What you need to do:
The data beneath this task is to be duplicated exactly, in its entirety.

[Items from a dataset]
▶

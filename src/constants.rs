/// Defaults shared by the CLI, the config layer and the engines

// Taxonomy file the tool was written for, relative to the app repository root
pub const DEFAULT_TARGET: &str = "src/config/industries/industry-taxonomy.ts";

// Config file picked up from the working directory when --config is not given
pub const DEFAULT_CONFIG_FILE: &str = "categorizer.toml";

// Fallback indent for inserted fields; matches record fields in the taxonomy file
pub const DEFAULT_INDENT: &str = "        ";

pub const CONFIRMATION: &str = "✅ Category fields added to industry taxonomy";

// Field names the engines look for
pub const CATEGORY_FIELD: &str = "category";
pub const INDUSTRIES_FIELD: &str = "industries";
pub const CODE_FIELD: &str = "code";
pub const NAME_FIELD: &str = "name";
pub const SIC_CODES_FIELD: &str = "sicCodes";
pub const SUB_SECTORS_FIELD: &str = "subSectors";

/// Field order a well-formed industry record starts with
pub fn expected_record_prefix() -> [&'static str; 3] {
    [CODE_FIELD, NAME_FIELD, SIC_CODES_FIELD]
}

/// Line inserted into a record, without the leading newline.
pub fn category_line(indent: &str, value: &str, trailing_comma: bool) -> String {
    format!(
        "{}{}: \"{}\"{}",
        indent,
        CATEGORY_FIELD,
        value,
        if trailing_comma { "," } else { "" }
    )
}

◀

Task answer:
filename src/constants.rs
/// Defaults shared by the CLI, the config layer and the engines

// Taxonomy file the tool was written for, relative to the app repository root
pub const DEFAULT_TARGET: &str = "src/config/industries/industry-taxonomy.ts";

// Config file picked up from the working directory when --config is not given
pub const DEFAULT_CONFIG_FILE: &str = "categorizer.toml";

// Fallback indent for inserted fields; matches record fields in the taxonomy file
pub const DEFAULT_INDENT: &str = "        ";

pub const CONFIRMATION: &str = "✅ Category fields added to industry taxonomy";

// Field names the engines look for
pub const CATEGORY_FIELD: &str = "category";
pub const INDUSTRIES_FIELD: &str = "industries";
pub const CODE_FIELD: &str = "code";
pub const NAME_FIELD: &str = "name";
pub const SIC_CODES_FIELD: &str = "sicCodes";
pub const SUB_SECTORS_FIELD: &str = "subSectors";

/// Field order a well-formed industry record starts with
pub fn expected_record_prefix() -> [&'static str; 3] {
    [CODE_FIELD, NAME_FIELD, SIC_CODES_FIELD]
}

/// Line inserted into a record, without the leading newline.
pub fn category_line(indent: &str, value: &str, trailing_comma: bool) -> String {
    format!(
        "{}{}: \"{}\"{}",
        indent,
        CATEGORY_FIELD,
        value,
        if trailing_comma { "," } else { "" }
    )
}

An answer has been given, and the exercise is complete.